The first of these developments (and the one that has attracted the most attention) is the emergence of redistricting algorithms that can quickly generate many maps based on whatever criteria the user specifies. To date, these algorithms have mostly been used in litigation against alleged partisan gerrymanders. Plaintiffs have shown that challenged plans are much more biased than randomly created maps that ignore partisanship but achieve defendants’ nonpartisan goals. But nothing prevents the algorithms from being deployed for ill rather than for good—to engage in gerrymandering instead of to curb it. The user simply has to instruct the program to consider partisanship, and to produce maps that comply with traditional principles while yielding a large and durable advantage for the user’s preferred party.
Accordingly, if the Court rules for the defendants in the Maryland and North Carolina cases, the next cycle will be the first to feature computer-optimized “stealth” gerrymanders. These maps will appear unremarkable to the naked eye, comprised of reasonably compact districts that split relatively few political subdivisions and communities of interest. Yet the maps will attain their partisan aims even more effectively than the flamboyantly shaped districts of yesteryear, massively and reliably benefiting the line-drawing party in election after election.
The second notable development is the compilation of huge voter databases (by both the major parties and outside vendors like Catalist). Crucially, these databases include an evaluation of each person’s likelihood to vote and probable partisan preference if she does go to the polls. Mapmakers have not yet used this information, relying instead on precinct-level election results to gauge voters’ partisanship. But mapmakers will use this information in the next cycle because it makes possible more fine-grained—and thus more potent—cracking and packing.
Suppose, for example, that a given precinct is divided evenly between the parties. (This is actually quite common; even in this era of the “big sort,” many precincts are competitive.) A 2011 gerrymanderer would have been unable to do much with this precinct, lacking any data about partisan variation within it. A 2021 gerrymanderer, in contrast, will know which individual voters in the precinct (at which geocoded addresses) are Democrats or Republicans, liberals or conservatives, likely or unlikely voters. It will be child’s play for a Democratic line-drawer, say, to submerge some of the precinct’s Republicans in a Democratic district while cramming others into an overwhelmingly Republican district. This kind of sub-precinct precision used to be impossible but is now entirely feasible.
The third development—mid-decade re-redistricting—made a limited appearance in the previous cycle and has barely occurred in the current cycle. In the 2000s, a few states (most notoriously Texas) voluntarily redrew their maps after a party won full control of the state government and decided it wanted a larger electoral edge. In the 2010s, such discretionary revisions have not taken place (at least not plan-wide, though several individual districts have been adjusted). Few parties have gained “trifecta” control after competing in maps designed by other actors. Most maps have also performed as their drafters intended, giving the drafters little incentive to redraw the lines.
In the 2020s, however, mid-decade re-redistricting will likely make a comeback if the courts vacate the field.

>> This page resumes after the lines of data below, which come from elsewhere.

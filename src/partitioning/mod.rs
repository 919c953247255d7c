//! The partitioning module holds the Shannon-Fano code construction.
//!
//! Characters sorted by decreasing frequency are cut into two runs whose total weights are as
//! close as possible. Each run is cut again until only single characters remain. Every left
//! branch appends a 0 to the code, every right branch a 1.
//!
//! All partitions are kept in one flat Vec (the history), in pre-order. Parents and children refer
//! to each other by index into that Vec. The codebook and the display tree are both read from it.
//!

pub mod codebook;
pub mod partition;
pub mod tree;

Numerous states will have to enact new plans under divided government in 2021. In any of these states, if a party manages to win full control of the state government later in the cycle, it will have few qualms about redoing the map and thus boosting its prospects in subsequent elections. Even in states where a party enjoys trifecta control in 2021, it may amend districts as the decade unfolds, adding its voters to seats that are slipping from its grasp and subtracting them from seats that have become secure. Such fine-tuning has been rare in recent years, but it would become the optimal redistricting strategy if there were no chance of a judicial check.

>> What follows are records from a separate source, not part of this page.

use log::trace;

use crate::tools::freq_count::Frequencies;

/// Where a partition was cut and the weight that landed on each side.
#[derive(Debug, Clone, Copy, PartialEq, Eq)]
pub struct Split {
    /// Last position (inclusive) of the left side
    pub index: usize,
    pub left_sum: u32,
    pub right_sum: u32,
}

/// One contiguous run of the frequency-sorted characters at some depth of the recursion.
#[derive(Debug, Clone, PartialEq, Eq)]
pub struct PartitionState {
    /// Characters in this partition, in sorted order
    pub chars: Vec<char>,
    /// Frequency of each character in `chars`
    pub freqs: Vec<u32>,
    pub total_freq: u32,
    /// Root is depth 0
    pub depth: usize,
    /// Bits accumulated from the root. For a leaf this is the final code.
    pub prefix: String,
    /// History index of the parent, None for the root
    pub parent: Option<usize>,
    /// History indices of the (left, right) children
    pub children: (Option<usize>, Option<usize>),
    /// Only set when the partition holds more than one character
    pub split: Option<Split>,
}

impl PartitionState {
    fn new(chars: &[char], freqs: &Frequencies, depth: usize, prefix: String, parent: Option<usize>) -> Self {
        let weights = chars
            .iter()
            .map(|c| freqs.get(c).copied().unwrap_or(0))
            .collect::<Vec<u32>>();
        PartitionState {
            chars: chars.to_vec(),
            total_freq: weights.iter().sum(),
            freqs: weights,
            depth,
            prefix,
            parent,
            children: (None, None),
            split: None,
        }
    }

    /// A leaf holds exactly one character.
    pub fn is_leaf(&self) -> bool {
        self.chars.len() == 1
    }
}

/// Every partition produced during one run, in pre-order. Parent/child links are indices into this Vec.
pub type PartitionHistory = Vec<PartitionState>;

/// Recursively split the sorted characters into two halves of nearly equal weight, recording
/// every partition along the way. The root is always at index 0, and each node is followed by
/// its whole left subtree and then its whole right subtree.
pub fn build_partition_history(sorted: &[char], freqs: &Frequencies) -> PartitionHistory {
    // A binary tree with n leaves has 2n - 1 nodes
    let mut history = Vec::with_capacity((2 * sorted.len()).saturating_sub(1));
    if !sorted.is_empty() {
        partition(&mut history, sorted, freqs, 0, String::new(), None);
    }
    history
}

/// Push the partition for `chars`, then its subtrees. Returns the index where it landed.
fn partition(
    history: &mut PartitionHistory,
    chars: &[char],
    freqs: &Frequencies,
    depth: usize,
    prefix: String,
    parent: Option<usize>,
) -> usize {
    let idx = history.len();
    history.push(PartitionState::new(chars, freqs, depth, prefix, parent));

    if chars.len() < 2 {
        return idx;
    }

    let split = best_split(&history[idx].freqs, history[idx].total_freq);
    trace!(
        "Partition {} at depth {}: {:?} split after {} ({} | {})",
        idx,
        depth,
        chars,
        split.index,
        split.left_sum,
        split.right_sum
    );
    history[idx].split = Some(split);

    let (left, right) = chars.split_at(split.index + 1);
    debug_assert!(!left.is_empty() && !right.is_empty());

    let left_prefix = format!("{}0", history[idx].prefix);
    let right_prefix = format!("{}1", history[idx].prefix);
    let left_idx = partition(history, left, freqs, depth + 1, left_prefix, Some(idx));
    let right_idx = partition(history, right, freqs, depth + 1, right_prefix, Some(idx));

    // Children only know their position once the left subtree is fully pushed
    history[idx].children = (Some(left_idx), Some(right_idx));
    idx
}

/// Find the cut that minimizes the weight difference between the two sides.
/// The left side always keeps at least one element and so does the right. On ties the first cut wins.
fn best_split(weights: &[u32], total: u32) -> Split {
    let mut best = Split {
        index: 0,
        left_sum: 0,
        right_sum: total,
    };
    let mut min_diff: Option<u32> = None;
    let mut left_sum = 0;

    for (i, &w) in weights.iter().enumerate().take(weights.len().saturating_sub(1)) {
        left_sum += w;
        let right_sum = total - left_sum;
        let diff = left_sum.abs_diff(right_sum);
        if min_diff.map_or(true, |min| diff < min) {
            min_diff = Some(diff);
            best = Split {
                index: i,
                left_sum,
                right_sum,
            };
        }
    }
    best
}

#[cfg(test)]
mod test {
    use super::*;
    use crate::tools::freq_count::{freqs, sort_by_freq};

    fn history_for(text: &str) -> PartitionHistory {
        let f = freqs(text);
        build_partition_history(&sort_by_freq(&f), &f)
    }

    #[test]
    fn aabc_history_test() {
        let h = history_for("aabc");
        assert_eq!(h.len(), 5);

        assert_eq!(h[0].chars, vec!['a', 'b', 'c']);
        assert_eq!(h[0].freqs, vec![2, 1, 1]);
        assert_eq!(h[0].total_freq, 4);
        assert_eq!(h[0].prefix, "");
        assert_eq!(h[0].parent, None);
        assert_eq!(
            h[0].split,
            Some(Split {
                index: 0,
                left_sum: 2,
                right_sum: 2
            })
        );
        assert_eq!(h[0].children, (Some(1), Some(2)));

        assert_eq!(h[1].chars, vec!['a']);
        assert_eq!(h[1].prefix, "0");
        assert_eq!(h[1].split, None);
        assert_eq!(h[1].children, (None, None));

        assert_eq!(h[2].chars, vec!['b', 'c']);
        assert_eq!(h[2].prefix, "1");
        assert_eq!(h[2].depth, 1);
        assert_eq!(h[2].children, (Some(3), Some(4)));

        assert_eq!((h[3].chars[0], h[3].prefix.as_str()), ('b', "10"));
        assert_eq!((h[4].chars[0], h[4].prefix.as_str()), ('c', "11"));
        assert_eq!(h[3].parent, Some(2));
        assert_eq!(h[4].depth, 2);
    }

    #[test]
    fn first_minimum_wins_test() {
        // l:3 o:2 then six singles. Cuts after 'o' and after ' ' both differ by 1.
        let h = history_for("hello world");
        assert_eq!(h[0].chars[..3], ['l', 'o', ' ']);
        let split = h[0].split.unwrap();
        assert_eq!(split.index, 1);
        assert_eq!((split.left_sum, split.right_sum), (5, 6));
    }

    #[test]
    fn pre_order_test() {
        let h = history_for("the quick brown fox jumps over the lazy dog");
        for (i, state) in h.iter().enumerate() {
            if let Some(p) = state.parent {
                assert!(p < i);
                assert_eq!(state.depth, h[p].depth + 1);
                let (l, r) = h[p].children;
                assert!(l == Some(i) || r == Some(i));
            }
            if let (Some(l), Some(r)) = state.children {
                // Left child immediately follows its parent
                assert_eq!(l, i + 1);
                assert!(r > l);
                assert_eq!(h[l].prefix, format!("{}0", state.prefix));
                assert_eq!(h[r].prefix, format!("{}1", state.prefix));
                let mut joined = h[l].chars.clone();
                joined.extend(&h[r].chars);
                assert_eq!(joined, state.chars);
            }
            assert_eq!(state.is_leaf(), state.split.is_none());
        }
        let leaves = h.iter().filter(|s| s.is_leaf()).count();
        assert_eq!(h.len(), 2 * leaves - 1);
    }

    #[test]
    fn split_sums_test() {
        let h = history_for("mississippi");
        for state in h.iter().filter(|s| !s.is_leaf()) {
            let split = state.split.unwrap();
            assert_eq!(split.left_sum + split.right_sum, state.total_freq);
            assert_eq!(split.left_sum, state.freqs[..=split.index].iter().sum::<u32>());
        }
    }

    #[test]
    fn single_and_empty_test() {
        let h = history_for("aaaa");
        assert_eq!(h.len(), 1);
        assert!(h[0].is_leaf());
        assert_eq!(h[0].prefix, "");
        assert!(history_for("").is_empty());
    }
}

Lastly, there has been a very strong norm of drawing contiguous districts for most of American history. The Court has reinforced this norm by striking down highly irregular districts that, in its view, were designed for primarily racial reasons. But neither federal law nor any Court decision actually requires districts to be contiguous. Some states do mandate contiguity, but many others do not. In twenty-eight states, in fact, congressional districts can include nonadjacent territory—or even be wholly nongeographic—without violating any legal provision.
If any possibility of liability for partisan gerrymandering vanishes, then, we shouldn’t be surprised if a state decides to experiment with noncontiguous districts in the next cycle. Take my home state of Illinois (which does not require congressional districts to be contiguous). Why should Democratic mapmakers bother with the “pizza slice” method: carefully crafting districts that start in heavily Democratic Chicago and then wind their way into the city’s more Republican suburbs and exurbs? It would be so much easier to combine clusters of urban Democrats with somewhat smaller concentrations of downstate Republicans if the two groups didn’t have to be geographically connected.
Noncontiguous districting may sound farfetched. And for the moment at least, it is. But if the Court announces that all partisan gerrymanders are immune from judicial scrutiny, the tactic may soon be our new reality. And so too may all the other stratagems that have not yet been tried, but that are now legally and technologically viable.